“For everything you have missed, you have gained something else, and for everything you gain, you lose something else.”- Ralph Waldo Emerson
I consider myself fortunate to have experienced all the advances that we enjoy now and to still remember life when it was simpler. When I’m feeling nostalgic, I remember how we would gather as a family and watch, “The Cosby Show” on Thursday night. Now, there is no reason to gather around the television. You can DVR the show and watch it later. If the family wants to gather to do something special, you have to make a serious effort to get everyone together. It’s less organic.
With all of our technological advances, we have gained new possibilities and the ability to have almost anything at your fingertips. In some ways, we communicate more. But, the challenge we face is the ability to be present. There was a time when it was considered rude to whip out your cellphone and carry on a conversation while with a friend. Now, it’s commonplace to witness someone with their friend and texting someone else on their cellphone at the same time. People text each other from the next room. Relationships are carried out over social media and texting.
It’s tempting to always have your head buried in a phone or on a computer, but I think that it is creating a less intimate society. I’ve watched arguments carried out in a Facebook timeline. People can’t even be bothered to fight in person. When it comes to relationships and social interaction, are we settling for the fast food version? I’ve always been somewhat anti-social at times. I like to talk to people, but I’m not good at small talk or social interaction for the sake of company. I interact with a purpose and I am very picky about my inner circle. But, I find myself increasingly more resistant to picking up the phone and talking to someone. I would much rather text, email or contact you on social media. I blame it on my impatience. The fast food version is quicker for me.
But, I realize that I am missing something by only communicating electronically. Emails, text and social media leave words open to interpretation. You can’t convey context without hearing the sound of someone’s voice. It’s also easier to pretend when you are only communicating electronically. There is a value in interacting. As human beings, we are meant to touch, to feel and to share energy with one another. We are meant to share a room, a laugh or a feeling. Human life requires us to disconnect our computers and turn off our phones so we can reconnect with those that we love. Fast Food love is not good enough.

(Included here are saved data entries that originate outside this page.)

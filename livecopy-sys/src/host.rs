// SPDX-License-Identifier: GPL-3.0-only

//! [`SystemTools`] on the real host
//!
//! Every operation shells out to the standard Linux tools. Mount points are
//! created below a private root and removed again on unmount.

use std::io::Write;
use std::os::unix::fs::OpenOptionsExt;
use std::path::{Path, PathBuf};

use async_trait::async_trait;
use nix::unistd::{Gid, Uid, chown};
use tokio::sync::mpsc;
use tracing::{debug, info, warn};
use uuid::Uuid;

use livecopy_contracts::{
    FsUsage, LineFn, MountAccess, ProgressFn, SystemTools, ToolError,
};
use livecopy_types::{
    MountEntry, PartitionLayout, PartitionRole, RepartitionPlan, StorageDevice, bytes_to_mib,
};

use crate::{cmd, mounts, wipe};

#[derive(Debug, Clone)]
pub struct HostTools {
    mount_root: PathBuf,
}

impl Default for HostTools {
    fn default() -> Self {
        Self::with_mount_root(std::env::temp_dir())
    }
}

impl HostTools {
    pub fn new() -> Self {
        Self::default()
    }

    pub fn with_mount_root(mount_root: impl Into<PathBuf>) -> Self {
        Self {
            mount_root: mount_root.into(),
        }
    }

    async fn mount_dir(&self) -> Result<PathBuf, ToolError> {
        let dir = self.mount_root.join(format!("livecopy-{}", Uuid::new_v4()));
        tokio::fs::create_dir_all(&dir)
            .await
            .map_err(|error| ToolError::io(format!("creating {}", dir.display()), error))?;
        Ok(dir)
    }

    /// Run `mount <args> <new dir>` and return the new directory.
    async fn mount_with(&self, args: &[&str]) -> Result<PathBuf, ToolError> {
        let dir = self.mount_dir().await?;
        let target = dir.to_string_lossy().to_string();
        let mut full = args.to_vec();
        full.push(&target);
        if let Err(error) = cmd::run("mount", &full).await {
            let _ = tokio::fs::remove_dir(&dir).await;
            return Err(error);
        }
        Ok(dir)
    }

    async fn settle(&self, device: &str) -> Result<(), ToolError> {
        cmd::run("partprobe", &[device]).await?;
        if let Err(error) = cmd::run("udevadm", &["settle"]).await {
            warn!(%error, "udevadm settle failed");
        }
        Ok(())
    }

    async fn sfdisk(&self, args: &[&str], script: &str) -> Result<(), ToolError> {
        cmd::run_with_input("sfdisk", args, Some(script)).await?;
        Ok(())
    }

    /// e2fsck exits with 1 when it corrected errors.
    async fn check_ext(&self, partition: &str) -> Result<(), ToolError> {
        match cmd::run("e2fsck", &["-f", "-y", partition]).await {
            Ok(_) => Ok(()),
            Err(ToolError::CommandFailed { code: Some(1), .. }) => Ok(()),
            Err(error) => Err(error),
        }
    }

    /// Write `secret` to a private key file below the mount root.
    fn write_key_file(&self, secret: &str) -> Result<PathBuf, ToolError> {
        let path = self.mount_root.join(format!("livecopy-key-{}", Uuid::new_v4()));
        let mut file = std::fs::OpenOptions::new()
            .write(true)
            .create_new(true)
            .mode(0o600)
            .open(&path)
            .map_err(|error| ToolError::io("creating key file", error))?;
        file.write_all(secret.as_bytes())
            .map_err(|error| ToolError::io("writing key file", error))?;
        Ok(path)
    }
}

fn parted_fs_hint(role: PartitionRole) -> &'static str {
    match role {
        PartitionRole::Data | PartitionRole::Other => "ext4",
        PartitionRole::Efi | PartitionRole::Exchange | PartitionRole::System => "fat32",
    }
}

/// Symlinks keep their owner; chown would follow them out of the tree.
fn chown_tree(path: &Path, owner: Uid, group: Gid) -> std::io::Result<()> {
    let metadata = std::fs::symlink_metadata(path)?;
    if metadata.file_type().is_symlink() {
        return Ok(());
    }
    chown(path, Some(owner), Some(group))?;
    if metadata.is_dir() {
        for child in std::fs::read_dir(path)? {
            chown_tree(&child?.path(), owner, group)?;
        }
    }
    Ok(())
}

#[async_trait]
impl SystemTools for HostTools {
    async fn create_partitions(
        &self,
        device: &str,
        layout: &PartitionLayout,
    ) -> Result<(), ToolError> {
        info!(device, partitions = layout.partitions.len(), "creating partition table");

        let mut args: Vec<String> = ["-s", "-a", "optimal", device, "mklabel", "msdos"]
            .into_iter()
            .map(String::from)
            .collect();
        let last = layout.partitions.len().saturating_sub(1);
        for (index, spec) in layout.partitions.iter().enumerate() {
            let end = if index == last {
                "100%".to_string()
            } else {
                format!("{}MiB", spec.end_mib())
            };
            args.extend([
                "mkpart".to_string(),
                "primary".to_string(),
                parted_fs_hint(spec.role).to_string(),
                format!("{}MiB", spec.start_mib),
                end,
            ]);
        }
        if let Some(efi) = layout.number_of(PartitionRole::Efi) {
            for flag in ["boot", "esp"] {
                args.extend(["set".to_string(), efi.to_string(), flag.to_string(), "on".to_string()]);
            }
        }

        let args: Vec<&str> = args.iter().map(String::as_str).collect();
        cmd::run("parted", &args).await?;
        self.settle(device).await
    }

    async fn repartition(
        &self,
        device: &StorageDevice,
        plan: &RepartitionPlan,
    ) -> Result<(), ToolError> {
        let exchange = device
            .exchange_partition()
            .ok_or_else(|| ToolError::Unsupported("device has no exchange partition".into()))?;
        let data = device
            .data_partition()
            .ok_or_else(|| ToolError::Unsupported("device has no data partition".into()))?;
        if data.is_encrypted() {
            return Err(ToolError::Unsupported(
                "resizing an encrypted data partition".into(),
            ));
        }

        let device_path = device.path();
        let data_path = data.path();
        let data_number = data.number.to_string();
        let exchange_number = exchange.number.to_string();
        let exchange_start = bytes_to_mib(exchange.offset);
        let data_start = exchange_start + plan.exchange_mib;
        let move_data = format!("{data_start}M,{}M\n", plan.data_mib);
        let resize_exchange = format!("{exchange_start}M,{}M\n", plan.exchange_mib);
        let sfdisk_data = ["--no-reread", "--move-data", "-N", data_number.as_str(), device_path.as_str()];
        let sfdisk_exchange = ["--no-reread", "-N", exchange_number.as_str(), device_path.as_str()];

        info!(
            device = %device_path,
            exchange_mib = plan.exchange_mib,
            data_mib = plan.data_mib,
            "repartitioning"
        );

        if plan.data_mib < bytes_to_mib(data.size) {
            // shrink the data filesystem before its partition moves up
            self.check_ext(&data_path).await?;
            let size = format!("{}M", plan.data_mib);
            cmd::run("resize2fs", &[data_path.as_str(), size.as_str()]).await?;
            self.sfdisk(&sfdisk_data, &move_data).await?;
            self.sfdisk(&sfdisk_exchange, &resize_exchange).await?;
        } else {
            if plan.removes_exchange() {
                cmd::run(
                    "sfdisk",
                    &["--no-reread", "--delete", device_path.as_str(), exchange_number.as_str()],
                )
                .await?;
            } else {
                self.sfdisk(&sfdisk_exchange, &resize_exchange).await?;
            }
            self.sfdisk(&sfdisk_data, &move_data).await?;
            self.settle(&device_path).await?;
            self.check_ext(&data_path).await?;
            cmd::run("resize2fs", &[data_path.as_str()]).await?;
        }

        self.settle(&device_path).await
    }

    async fn format(&self, partition: &str, fs_type: &str, label: &str) -> Result<(), ToolError> {
        info!(partition, fs_type, label, "formatting");
        let (program, mut args): (String, Vec<&str>) = match fs_type {
            "vfat" => ("mkfs.vfat".into(), vec!["-F", "32", "-n", label]),
            "exfat" => ("mkfs.exfat".into(), vec!["-L", label]),
            "ntfs" => ("mkntfs".into(), vec!["-f", "-F", "-L", label]),
            "ext2" | "ext3" | "ext4" => (format!("mkfs.{fs_type}"), vec!["-F", "-L", label]),
            other => return Err(ToolError::Unsupported(format!("filesystem {other}"))),
        };
        args.push(partition);
        cmd::run(&program, &args).await?;
        Ok(())
    }

    async fn overwrite_random(
        &self,
        partition: &str,
        size: u64,
        progress: ProgressFn<'_>,
    ) -> Result<(), ToolError> {
        info!(partition, size, "overwriting with random data");
        let (tx, mut rx) = mpsc::unbounded_channel();
        let target = PathBuf::from(partition);
        let task = tokio::task::spawn_blocking(move || {
            wipe::overwrite_random(&target, size, |percent| {
                let _ = tx.send(percent);
            })
        });
        while let Some(percent) = rx.recv().await {
            progress(percent);
        }
        task.await
            .map_err(|error| ToolError::other(format!("random overwrite task failed: {error}")))?
            .map_err(|error| ToolError::io(format!("overwriting {partition}"), error))?;
        Ok(())
    }

    async fn luks_format(&self, partition: &str, passphrases: &[String]) -> Result<(), ToolError> {
        let (first, additional) = passphrases
            .split_first()
            .ok_or_else(|| ToolError::other("LUKS format needs at least one passphrase"))?;

        info!(partition, key_slots = passphrases.len(), "creating LUKS container");
        cmd::run_with_input(
            "cryptsetup",
            &["-q", "luksFormat", "--type", "luks2", "--key-file=-", partition],
            Some(first.as_str()),
        )
        .await?;

        for passphrase in additional {
            let key_file = self.write_key_file(passphrase)?;
            let key_path = key_file.to_string_lossy().to_string();
            let result = cmd::run_with_input(
                "cryptsetup",
                &["-q", "luksAddKey", "--key-file=-", partition, key_path.as_str()],
                Some(first.as_str()),
            )
            .await;
            let _ = tokio::fs::remove_file(&key_file).await;
            result?;
        }
        Ok(())
    }

    async fn luks_open(
        &self,
        partition: &str,
        passphrase: &str,
        name: &str,
    ) -> Result<String, ToolError> {
        cmd::run_with_input(
            "cryptsetup",
            &["open", "--type", "luks", "--key-file=-", partition, name],
            Some(passphrase),
        )
        .await?;
        Ok(format!("/dev/mapper/{name}"))
    }

    async fn luks_close(&self, name: &str) -> Result<(), ToolError> {
        cmd::run("cryptsetup", &["close", name]).await?;
        Ok(())
    }

    async fn mount(&self, source: &str, access: MountAccess) -> Result<PathBuf, ToolError> {
        let options = match access {
            MountAccess::ReadOnly => "ro",
            MountAccess::ReadWrite => "rw",
        };
        self.mount_with(&["-o", options, source]).await
    }

    async fn mount_loop(&self, image: &Path) -> Result<PathBuf, ToolError> {
        let image = image.to_string_lossy().to_string();
        self.mount_with(&["-o", "loop,ro", image.as_str()]).await
    }

    async fn mount_overlay(
        &self,
        lower: &[PathBuf],
        upper: &Path,
        work: &Path,
    ) -> Result<PathBuf, ToolError> {
        let lowerdir = lower
            .iter()
            .map(|path| path.to_string_lossy().to_string())
            .collect::<Vec<_>>()
            .join(":");
        let options = format!(
            "lowerdir={lowerdir},upperdir={},workdir={}",
            upper.display(),
            work.display()
        );
        self.mount_with(&["-t", "overlay", "overlay", "-o", options.as_str()])
            .await
    }

    async fn unmount(&self, mount_point: &Path) -> Result<(), ToolError> {
        let target = mount_point.to_string_lossy().to_string();
        cmd::run("umount", &[target.as_str()]).await?;
        if mount_point.starts_with(&self.mount_root) {
            if let Err(error) = tokio::fs::remove_dir(mount_point).await {
                debug!(%error, mount_point = %target, "mount point not removed");
            }
        }
        Ok(())
    }

    async fn active_mounts(&self) -> Result<Vec<MountEntry>, ToolError> {
        mounts::read_mounts()
    }

    async fn filesystem_usage(&self, mount_point: &Path) -> Result<FsUsage, ToolError> {
        let stat = nix::sys::statvfs::statvfs(mount_point).map_err(|errno| {
            ToolError::io(
                format!("statvfs {}", mount_point.display()),
                std::io::Error::from(errno),
            )
        })?;
        let fragment = stat.fragment_size() as u64;
        let total = stat.blocks() as u64 * fragment;
        let free = stat.blocks_free() as u64 * fragment;
        Ok(FsUsage {
            total,
            used: total.saturating_sub(free),
        })
    }

    async fn install_bootloader(&self, device: &str, efi: &Path) -> Result<(), ToolError> {
        let efi_directory = format!("--efi-directory={}", efi.display());
        let boot_directory = format!("--boot-directory={}", efi.join("boot").display());
        info!(device, "installing bootloader");
        cmd::run(
            "grub-install",
            &[
                "--target=x86_64-efi",
                "--removable",
                "--no-nvram",
                efi_directory.as_str(),
                boot_directory.as_str(),
                device,
            ],
        )
        .await?;

        // legacy BIOS boot is optional; hosts without i386-pc modules skip it
        if let Err(error) = cmd::run(
            "grub-install",
            &["--target=i386-pc", boot_directory.as_str(), device],
        )
        .await
        {
            warn!(device, %error, "BIOS bootloader not installed");
        }
        Ok(())
    }

    async fn backup(
        &self,
        source: &Path,
        destination: &Path,
        incremental: bool,
        lines: LineFn<'_>,
    ) -> Result<(), ToolError> {
        if let Some(parent) = destination.parent() {
            tokio::fs::create_dir_all(parent)
                .await
                .map_err(|error| ToolError::io(format!("creating {}", parent.display()), error))?;
        }
        let source = source.to_string_lossy().to_string();
        let destination = destination.to_string_lossy().to_string();
        let mut args = vec!["--print-statistics"];
        if !incremental {
            args.push("--force");
        }
        args.extend([source.as_str(), destination.as_str()]);
        info!(%source, %destination, incremental, "backing up");
        cmd::run_streaming("rdiff-backup", &args, lines).await
    }

    async fn run_script(&self, script: &str, lines: LineFn<'_>) -> Result<(), ToolError> {
        cmd::run_streaming("sh", &["-c", script], lines).await
    }

    async fn print_document(&self, document: &Path) -> Result<(), ToolError> {
        let document = document.to_string_lossy().to_string();
        cmd::run("lp", &[document.as_str()]).await?;
        Ok(())
    }

    async fn chown_recursive(&self, path: &Path, uid: u32, gid: u32) -> Result<(), ToolError> {
        let target = path.to_path_buf();
        tokio::task::spawn_blocking(move || chown_tree(&target, Uid::from_raw(uid), Gid::from_raw(gid)))
            .await
            .map_err(|error| ToolError::other(format!("chown task failed: {error}")))?
            .map_err(|error| ToolError::io(format!("chown {}", path.display()), error))
    }
}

Love letters are a lost art. Gone are the days when people expressed themselves without emoticons. But, just because the world is changing doesn’t mean that we have to completely let it go. It may seem easier to send a quick text that says I love you, but presence is an even greater gift. If you’ve ever had fast food everyday, eventually you crave a nice home-cooked meal. And, if you want to get healthy, you realize that it is important to have fresh, home-cooked meals every day. So, maybe we should all take at least an hour or two out of our day to unplug and to plug-in emotionally to our loved ones. It’s healthier. Share some old-school lovin with those that you want to know how much you care about them. Because no one will remember the text you sent them when it’s no longer on the server. But, people will always remember how you made them feel and the moments you shared together.